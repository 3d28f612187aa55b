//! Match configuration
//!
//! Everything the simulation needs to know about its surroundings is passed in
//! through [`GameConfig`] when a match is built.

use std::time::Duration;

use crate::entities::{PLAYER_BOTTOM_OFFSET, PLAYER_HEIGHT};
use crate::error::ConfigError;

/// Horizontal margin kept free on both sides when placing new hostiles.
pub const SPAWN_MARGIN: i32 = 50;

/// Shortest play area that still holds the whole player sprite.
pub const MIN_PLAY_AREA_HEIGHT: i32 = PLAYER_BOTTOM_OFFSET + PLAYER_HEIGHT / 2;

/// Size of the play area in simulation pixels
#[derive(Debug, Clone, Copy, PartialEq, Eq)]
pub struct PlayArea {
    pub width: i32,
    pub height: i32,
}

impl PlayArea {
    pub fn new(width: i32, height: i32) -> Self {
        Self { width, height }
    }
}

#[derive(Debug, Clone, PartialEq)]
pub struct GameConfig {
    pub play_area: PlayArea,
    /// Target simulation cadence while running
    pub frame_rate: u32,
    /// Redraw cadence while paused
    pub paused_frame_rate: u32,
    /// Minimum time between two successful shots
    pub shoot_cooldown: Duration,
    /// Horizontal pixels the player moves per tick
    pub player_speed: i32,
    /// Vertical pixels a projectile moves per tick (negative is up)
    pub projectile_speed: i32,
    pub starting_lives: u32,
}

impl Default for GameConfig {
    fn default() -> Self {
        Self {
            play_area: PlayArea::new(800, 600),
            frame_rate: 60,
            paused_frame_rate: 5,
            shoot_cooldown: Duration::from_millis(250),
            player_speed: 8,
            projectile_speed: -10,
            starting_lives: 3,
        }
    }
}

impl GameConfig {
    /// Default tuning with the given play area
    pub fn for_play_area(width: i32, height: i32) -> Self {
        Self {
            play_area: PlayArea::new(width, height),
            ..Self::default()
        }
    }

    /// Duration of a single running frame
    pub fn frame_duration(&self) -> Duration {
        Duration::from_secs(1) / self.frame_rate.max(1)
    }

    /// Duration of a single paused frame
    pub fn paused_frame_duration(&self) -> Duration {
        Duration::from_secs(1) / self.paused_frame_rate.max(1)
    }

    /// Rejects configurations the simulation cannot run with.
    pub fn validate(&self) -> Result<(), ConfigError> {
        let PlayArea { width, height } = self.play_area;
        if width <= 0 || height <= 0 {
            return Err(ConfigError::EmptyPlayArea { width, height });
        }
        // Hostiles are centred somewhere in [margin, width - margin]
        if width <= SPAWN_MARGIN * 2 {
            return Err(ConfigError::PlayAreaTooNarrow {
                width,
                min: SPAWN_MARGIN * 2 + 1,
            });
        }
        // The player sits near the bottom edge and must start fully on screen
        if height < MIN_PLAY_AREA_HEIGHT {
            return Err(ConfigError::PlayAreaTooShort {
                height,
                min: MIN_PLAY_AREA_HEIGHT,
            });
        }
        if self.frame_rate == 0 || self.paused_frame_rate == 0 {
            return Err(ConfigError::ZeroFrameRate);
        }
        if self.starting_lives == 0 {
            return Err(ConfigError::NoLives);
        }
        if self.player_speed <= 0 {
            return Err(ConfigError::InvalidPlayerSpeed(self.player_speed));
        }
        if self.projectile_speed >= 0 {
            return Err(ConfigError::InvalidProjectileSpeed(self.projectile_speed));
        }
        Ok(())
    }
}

════

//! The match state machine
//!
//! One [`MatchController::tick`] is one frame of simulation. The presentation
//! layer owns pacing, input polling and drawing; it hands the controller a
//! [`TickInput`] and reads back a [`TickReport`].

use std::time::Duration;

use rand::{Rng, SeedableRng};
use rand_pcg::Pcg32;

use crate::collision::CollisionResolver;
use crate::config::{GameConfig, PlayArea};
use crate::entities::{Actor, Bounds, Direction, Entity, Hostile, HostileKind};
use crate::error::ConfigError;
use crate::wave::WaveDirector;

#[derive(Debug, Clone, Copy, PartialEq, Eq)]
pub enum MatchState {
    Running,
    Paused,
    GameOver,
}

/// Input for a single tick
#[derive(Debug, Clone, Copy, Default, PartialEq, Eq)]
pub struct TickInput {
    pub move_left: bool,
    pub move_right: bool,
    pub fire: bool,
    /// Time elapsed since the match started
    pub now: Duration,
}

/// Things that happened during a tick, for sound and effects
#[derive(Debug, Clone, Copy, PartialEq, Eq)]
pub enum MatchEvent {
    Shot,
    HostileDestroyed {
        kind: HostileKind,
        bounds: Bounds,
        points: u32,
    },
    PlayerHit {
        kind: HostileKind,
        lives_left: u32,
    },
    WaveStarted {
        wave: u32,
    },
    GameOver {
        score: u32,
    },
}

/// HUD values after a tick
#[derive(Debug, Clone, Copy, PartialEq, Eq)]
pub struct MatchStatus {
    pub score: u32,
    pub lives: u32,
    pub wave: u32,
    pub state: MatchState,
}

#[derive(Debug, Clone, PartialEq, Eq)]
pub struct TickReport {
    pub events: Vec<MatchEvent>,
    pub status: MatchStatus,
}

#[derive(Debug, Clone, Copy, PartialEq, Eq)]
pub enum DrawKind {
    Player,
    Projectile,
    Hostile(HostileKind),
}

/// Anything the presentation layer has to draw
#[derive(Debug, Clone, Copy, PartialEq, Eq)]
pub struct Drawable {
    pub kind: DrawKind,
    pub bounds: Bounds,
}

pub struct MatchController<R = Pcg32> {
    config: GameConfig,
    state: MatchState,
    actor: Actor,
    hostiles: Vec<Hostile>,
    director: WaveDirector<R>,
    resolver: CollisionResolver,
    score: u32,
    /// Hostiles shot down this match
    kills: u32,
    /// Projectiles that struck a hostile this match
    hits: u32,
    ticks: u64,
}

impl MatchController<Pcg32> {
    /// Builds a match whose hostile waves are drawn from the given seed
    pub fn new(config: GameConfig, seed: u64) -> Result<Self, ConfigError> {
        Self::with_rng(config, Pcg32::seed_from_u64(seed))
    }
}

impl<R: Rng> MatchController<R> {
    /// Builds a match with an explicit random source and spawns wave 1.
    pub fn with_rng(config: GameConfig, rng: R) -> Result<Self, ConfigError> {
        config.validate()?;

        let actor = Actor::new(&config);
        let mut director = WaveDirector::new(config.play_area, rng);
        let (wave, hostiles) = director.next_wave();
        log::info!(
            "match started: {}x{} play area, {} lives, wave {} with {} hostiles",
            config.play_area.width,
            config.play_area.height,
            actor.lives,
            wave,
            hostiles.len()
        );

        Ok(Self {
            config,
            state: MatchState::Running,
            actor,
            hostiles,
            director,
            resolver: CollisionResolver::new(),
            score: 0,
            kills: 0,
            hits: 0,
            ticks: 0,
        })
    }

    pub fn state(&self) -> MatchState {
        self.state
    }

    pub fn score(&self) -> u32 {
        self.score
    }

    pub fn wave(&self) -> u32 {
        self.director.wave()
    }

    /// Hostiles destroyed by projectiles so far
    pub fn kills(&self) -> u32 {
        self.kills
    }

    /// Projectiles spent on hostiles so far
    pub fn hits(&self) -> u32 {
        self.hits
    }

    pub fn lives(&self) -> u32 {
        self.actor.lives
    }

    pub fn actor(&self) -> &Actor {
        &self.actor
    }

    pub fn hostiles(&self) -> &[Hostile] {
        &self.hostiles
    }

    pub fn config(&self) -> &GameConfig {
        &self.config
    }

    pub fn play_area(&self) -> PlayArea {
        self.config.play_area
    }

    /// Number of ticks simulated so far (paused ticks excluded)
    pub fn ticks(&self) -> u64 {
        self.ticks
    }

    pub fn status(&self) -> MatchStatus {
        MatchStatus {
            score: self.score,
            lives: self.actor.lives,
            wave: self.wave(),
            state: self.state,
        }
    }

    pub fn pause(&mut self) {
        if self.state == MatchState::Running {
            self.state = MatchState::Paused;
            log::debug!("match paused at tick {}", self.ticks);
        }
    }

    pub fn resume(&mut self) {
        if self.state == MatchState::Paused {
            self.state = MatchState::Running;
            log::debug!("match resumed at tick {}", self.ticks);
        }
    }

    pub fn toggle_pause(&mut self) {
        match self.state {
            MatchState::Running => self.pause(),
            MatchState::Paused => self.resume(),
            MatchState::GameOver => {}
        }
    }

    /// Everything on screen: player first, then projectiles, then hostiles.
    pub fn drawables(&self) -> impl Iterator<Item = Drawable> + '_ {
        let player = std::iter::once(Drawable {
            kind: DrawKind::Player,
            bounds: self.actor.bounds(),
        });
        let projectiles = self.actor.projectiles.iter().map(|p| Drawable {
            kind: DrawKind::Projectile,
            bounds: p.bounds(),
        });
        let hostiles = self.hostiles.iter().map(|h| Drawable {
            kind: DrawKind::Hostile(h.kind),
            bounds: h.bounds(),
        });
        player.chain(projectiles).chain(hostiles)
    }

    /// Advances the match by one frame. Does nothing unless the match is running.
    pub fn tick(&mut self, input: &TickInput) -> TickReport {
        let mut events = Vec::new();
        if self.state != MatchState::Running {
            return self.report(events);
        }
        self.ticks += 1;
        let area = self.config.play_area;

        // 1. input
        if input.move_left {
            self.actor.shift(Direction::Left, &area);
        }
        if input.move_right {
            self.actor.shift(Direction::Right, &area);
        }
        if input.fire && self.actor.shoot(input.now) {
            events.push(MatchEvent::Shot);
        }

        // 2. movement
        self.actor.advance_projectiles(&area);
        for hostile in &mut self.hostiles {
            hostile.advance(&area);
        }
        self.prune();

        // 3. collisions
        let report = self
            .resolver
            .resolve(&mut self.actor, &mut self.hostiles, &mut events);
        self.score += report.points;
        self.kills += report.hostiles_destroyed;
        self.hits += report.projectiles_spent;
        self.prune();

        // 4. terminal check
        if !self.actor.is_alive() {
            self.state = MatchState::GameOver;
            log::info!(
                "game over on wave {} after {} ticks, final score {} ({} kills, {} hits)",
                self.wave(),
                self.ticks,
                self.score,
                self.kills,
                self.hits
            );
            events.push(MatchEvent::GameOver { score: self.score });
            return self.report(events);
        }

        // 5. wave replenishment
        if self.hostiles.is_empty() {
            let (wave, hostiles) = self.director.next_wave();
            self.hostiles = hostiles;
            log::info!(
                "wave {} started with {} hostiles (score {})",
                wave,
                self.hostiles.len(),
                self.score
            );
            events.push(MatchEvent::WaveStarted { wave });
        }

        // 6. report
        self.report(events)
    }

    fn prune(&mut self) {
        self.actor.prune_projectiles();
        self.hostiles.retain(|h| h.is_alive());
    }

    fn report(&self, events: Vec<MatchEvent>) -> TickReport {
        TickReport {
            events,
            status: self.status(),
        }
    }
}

════

(ASSIGNMENT) Reproduce each line from the records that contains the word "entities".

(EXPECTED ANSWER)
use crate::entities::{PLAYER_BOTTOM_OFFSET, PLAYER_HEIGHT};
use crate::entities::{Actor, Bounds, Direction, Entity, Hostile, HostileKind};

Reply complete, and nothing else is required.